So when he asks me what comes next, I know what his answer is. I am just not certain what my own is. It seems that everything over the past six months has been building up to telling my parents… from my first tentative admission to A in a Peruvian coffee shop last summer that “I might not be straight,” to building up the courage to face everyone from my pastor to my best friend, everything was headed to this moment. And now I am here, and I am not quite sure what to do next. It feels a bit like taking a huge exam you studied and studied for, and then not quite knowing what to do with all your energy anymore, now that it’s not channeled in that one direction. Except, I actually don’t feel like I have much energy at all lately, so that can’t be the exactly right analogy.. but it’s definitely something like that.

“Are you really alright, honey?” my dad just asked me on the phone, his sweet, unexpected concern moving me to tears. “Yeah,” I said, “I think I am.” “Well keep on being alright, then, okay?” I agreed, and as I did I could not help but thinking of the girls I worked with at an adolescent residential care facility last year. No matter who got sent back to juvenille hall, or who collapsed in tears because their parents missed yet another visit, they would always remind each other to “keep on keeping on.”

And I think that’s what it is time for me to start remembering, because the past few months have been a sprint to purge my life of inauthenticity and muster the courage to tell my friends and family, pastors and professors, that at least in this one area, I, having spent a lifetime meeting other people’s expectations for me, will simply not be able to deliver.

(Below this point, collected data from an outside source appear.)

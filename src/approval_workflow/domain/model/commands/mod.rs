pub mod decide_budget_command;
pub mod resubmit_budget_command;
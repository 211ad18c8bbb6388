pub mod notification_facade_impl;
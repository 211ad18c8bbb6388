use event_budget_workflow::{
    budgeting::domain::{
        model::{
            commands::submit_budget_command::SubmitBudgetCommand,
            queries::get_budget_query::GetBudgetQuery,
            value_objects::{budget_amount::BudgetAmount, budget_line_draft::BudgetLineDraft},
        },
        services::{
            budget_command_service::BudgetCommandService, budget_query_service::BudgetQueryService,
        },
    },
    event_management::domain::model::enums::event_status::EventStatus,
    notifications::domain::model::events::workflow_outcome::WorkflowOutcome,
    shared::domain::model::enums::workflow_domain_error::WorkflowDomainError,
};
use rust_decimal_macros::dec;
use uuid::Uuid;

use crate::support::{
    create_workflow_harness,
    fixtures::{
        EQUIPMENT_ID, MARKETING_ID, PRIZE_MONEY_ID, REFRESHMENTS_ID, admin, coordinator,
        event_lead, finance, line, uuid, workshop_lead,
    },
};

#[tokio::test]
async fn submitted_lines_come_back_in_catalog_order() {
    let harness = create_workflow_harness();
    let event = harness.pending_event().await;

    let lines = harness
        .budget_commands
        .handle_submit(
            SubmitBudgetCommand::new(
                event_lead(),
                event.id(),
                vec![
                    line(MARKETING_ID, dec!(800), None),
                    line(PRIZE_MONEY_ID, dec!(15000), None),
                    line(REFRESHMENTS_ID, dec!(2500.75), Some(dec!(500))),
                ],
            )
            .expect("valid submission"),
        )
        .await
        .expect("lines stored");

    assert_eq!(
        lines.iter().map(|l| l.category_id()).collect::<Vec<_>>(),
        vec![uuid(PRIZE_MONEY_ID), uuid(REFRESHMENTS_ID), uuid(MARKETING_ID)]
    );
    assert_eq!(harness.store.budget_lines().len(), 3);
}

#[tokio::test]
async fn resubmitting_a_category_replaces_its_line() {
    let harness = create_workflow_harness();
    let event = harness.pending_event_with_budget().await;

    harness
        .budget_commands
        .handle_submit(
            SubmitBudgetCommand::new(
                event_lead(),
                event.id(),
                vec![line(PRIZE_MONEY_ID, dec!(12000), None)],
            )
            .expect("valid submission"),
        )
        .await
        .expect("line replaced");

    let summary = harness
        .budget_queries
        .handle_get_summary(GetBudgetQuery::new(event_lead(), event.id()))
        .await
        .expect("summary");

    assert_eq!(summary.lines().len(), 2);
    assert_eq!(summary.lines()[0].amount().value(), dec!(12000));
    assert_eq!(summary.requested_total(), dec!(16200.50));
    assert_eq!(summary.sponsor_total(), dec!(1000));
    assert_eq!(summary.net_requested(), dec!(15200.50));
}

#[test]
fn duplicate_categories_keep_the_last_value_at_the_first_position() {
    let command = SubmitBudgetCommand::new(
        event_lead(),
        Uuid::now_v7(),
        vec![
            line(EQUIPMENT_ID, dec!(100), None),
            line(PRIZE_MONEY_ID, dec!(200), None),
            line(EQUIPMENT_ID, dec!(300), None),
        ],
    )
    .expect("valid submission");

    let lines = command.lines();
    assert_eq!(lines.len(), 2);
    assert_eq!(lines[0].category_id(), uuid(EQUIPMENT_ID));
    assert_eq!(lines[0].amount().value(), dec!(300));
}

#[test]
fn empty_submission_is_invalid() {
    let result = SubmitBudgetCommand::new(event_lead(), Uuid::now_v7(), Vec::new());

    assert!(matches!(result, Err(WorkflowDomainError::InvalidInput(_))));
}

#[test]
fn amounts_must_be_non_negative_with_at_most_two_decimals() {
    assert!(BudgetAmount::new(dec!(-0.01), "amount").is_err());
    assert!(BudgetAmount::new(dec!(10.005), "amount").is_err());
    assert!(BudgetLineDraft::new(uuid(PRIZE_MONEY_ID), dec!(10), Some(dec!(-1)), None).is_err());

    let amount = BudgetAmount::new(dec!(10.50), "amount").expect("valid amount");
    assert_eq!(amount.value(), dec!(10.5));
    assert_eq!(BudgetAmount::new(dec!(0), "amount").expect("zero"), BudgetAmount::ZERO);
}

#[test]
fn amounts_are_capped_at_the_stored_precision() {
    let largest = BudgetAmount::new(dec!(999999999999.99), "amount").expect("largest amount");
    assert_eq!(largest, BudgetAmount::max());

    assert!(matches!(
        BudgetAmount::new(dec!(1000000000000.00), "amount"),
        Err(WorkflowDomainError::InvalidInput(_))
    ));
    assert!(matches!(
        BudgetLineDraft::new(
            uuid(PRIZE_MONEY_ID),
            dec!(100),
            Some(dec!(10000000000000)),
            None
        ),
        Err(WorkflowDomainError::InvalidInput(_))
    ));
}

#[tokio::test]
async fn unknown_category_is_rejected_without_writing() {
    let harness = create_workflow_harness();
    let event = harness.pending_event().await;

    let error = harness
        .budget_commands
        .handle_submit(
            SubmitBudgetCommand::new(
                event_lead(),
                event.id(),
                vec![
                    line(PRIZE_MONEY_ID, dec!(100), None),
                    BudgetLineDraft::new(Uuid::now_v7(), dec!(50), None, None).expect("draft"),
                ],
            )
            .expect("valid submission"),
        )
        .await
        .expect_err("unknown category");

    assert!(matches!(error, WorkflowDomainError::InvalidInput(_)));
    assert!(harness.store.budget_lines().is_empty());
}

#[tokio::test]
async fn only_the_creator_may_edit_the_budget() {
    let harness = create_workflow_harness();
    let event = harness.pending_event().await;

    for principal in [workshop_lead(), finance(), coordinator()] {
        let error = harness
            .budget_commands
            .handle_submit(
                SubmitBudgetCommand::new(
                    principal,
                    event.id(),
                    vec![line(PRIZE_MONEY_ID, dec!(100), None)],
                )
                .expect("valid submission"),
            )
            .await
            .expect_err("not the creator");

        assert!(matches!(error, WorkflowDomainError::Unauthorized(_)));
    }
}

#[tokio::test]
async fn budget_is_frozen_once_the_event_leaves_pending() {
    let harness = create_workflow_harness();
    let event = harness.approved_event().await;

    let error = harness
        .budget_commands
        .handle_submit(
            SubmitBudgetCommand::new(
                event_lead(),
                event.id(),
                vec![line(PRIZE_MONEY_ID, dec!(1), None)],
            )
            .expect("valid submission"),
        )
        .await
        .expect_err("approved budget is frozen");

    assert!(matches!(error, WorkflowDomainError::InvalidState(_)));
    assert_eq!(harness.store.budget_lines()[0].amount().value(), dec!(15000));
}

#[tokio::test]
async fn store_guard_rejects_a_write_that_raced_a_decision() {
    let harness = create_workflow_harness();
    let event = harness.pending_event_with_budget().await;
    harness.store.freeze_event_reads();
    harness.store.force_status(event.id(), EventStatus::Approved);

    let error = harness
        .budget_commands
        .handle_submit(
            SubmitBudgetCommand::new(
                event_lead(),
                event.id(),
                vec![line(PRIZE_MONEY_ID, dec!(1), None)],
            )
            .expect("valid submission"),
        )
        .await
        .expect_err("event moved on under the write");

    assert!(matches!(error, WorkflowDomainError::InvalidState(_)));
    assert_eq!(harness.store.budget_lines()[0].amount().value(), dec!(15000));
}

#[tokio::test]
async fn team_lead_submission_notifies_finance_but_admin_edits_do_not() {
    let harness = create_workflow_harness();
    let event = harness.pending_event_with_budget().await;

    harness
        .budget_commands
        .handle_submit(
            SubmitBudgetCommand::new(
                admin(),
                event.id(),
                vec![line(MARKETING_ID, dec!(100), None)],
            )
            .expect("valid submission"),
        )
        .await
        .expect("admin may edit");

    let submissions: Vec<_> = harness
        .notifications
        .published()
        .into_iter()
        .filter_map(|outcome| match outcome {
            WorkflowOutcome::BudgetSubmitted {
                requested_total,
                line_count,
                ..
            } => Some((requested_total, line_count)),
            _ => None,
        })
        .collect();

    assert_eq!(submissions, vec![(dec!(19200.50), 2)]);
}

#[tokio::test]
async fn coordinator_reads_the_summary_of_a_coordinated_event() {
    let harness = create_workflow_harness();
    let event = harness.pending_event_with_budget().await;

    let summary = harness
        .budget_queries
        .handle_get_summary(GetBudgetQuery::new(coordinator(), event.id()))
        .await
        .expect("coordinator may view");

    assert_eq!(summary.lines().len(), 2);
    assert_eq!(summary.lines()[1].net_requested(), dec!(3200.50));
}

#[test]
fn categories_are_listed_in_display_order() {
    let harness = create_workflow_harness();

    let names: Vec<String> = harness
        .budget_queries
        .list_categories()
        .iter()
        .map(|c| c.name().to_string())
        .collect();

    assert_eq!(
        names,
        vec![
            "Prize Money",
            "Facilities",
            "Equipment",
            "Refreshments",
            "Marketing",
            "Miscellaneous"
        ]
    );
}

So now the sprint is over, and it seems that having always wanted to run an actual marathon, I have unknowingly signed up for a metaphorical one. Because, as my roommate put it a while back, with plenty of passion and not nearly as much tact: “you’re so young… so young for a lifetime of pain.” And while that’s definitely more than a little dramatic, and not exactly how I would choose to look at it at all, she is right in the respect that I will have challenges to face in ways I could never begin to anticipate. Whether I choose to stay at the seminary, or to transfer a few miles down the street where respect for sexual diversity is explicitly included in their program description, there will always be people I have to explain myself to… there will always be expectations for who I am and who I will love that I will simply not be able to meet.

I think that’s alright, though. I think that, at least for now, I am alright too.


I told my parents.

With the same forceful energy that I have been using over the past six months or so to resist telling them, suddenly and without any particular catalyst or tangible reason, around this time last week I decided that I would do it. And then I did it.

That makes it sound a lot easier than it actually was, of course. But the truth is, the panic is fading, the details are blurring, and the only thing I can solidly wrap my mind around is that it is done, and I will never have to do it again. And I am remembering how to breathe.. or rather, not having to remember to breathe nearly so much lately.

On one hand, it has been a long time coming. But on the other hand, it happened in the exact moment in which the time had finally come. A few months ago, a friend of mine who had been through the same process told me that she didn’t come out to her parents until the very moment in which she could no longer breathe until she had told them. And I am sure there are easier ways in which to undertake the process of coming out to one’s parents, but for her and for me, this is exactly what we did. And for me, that time was inconveniently on Valentine’s Day (thankfully, my girlfriend and I had already celebrated the day before).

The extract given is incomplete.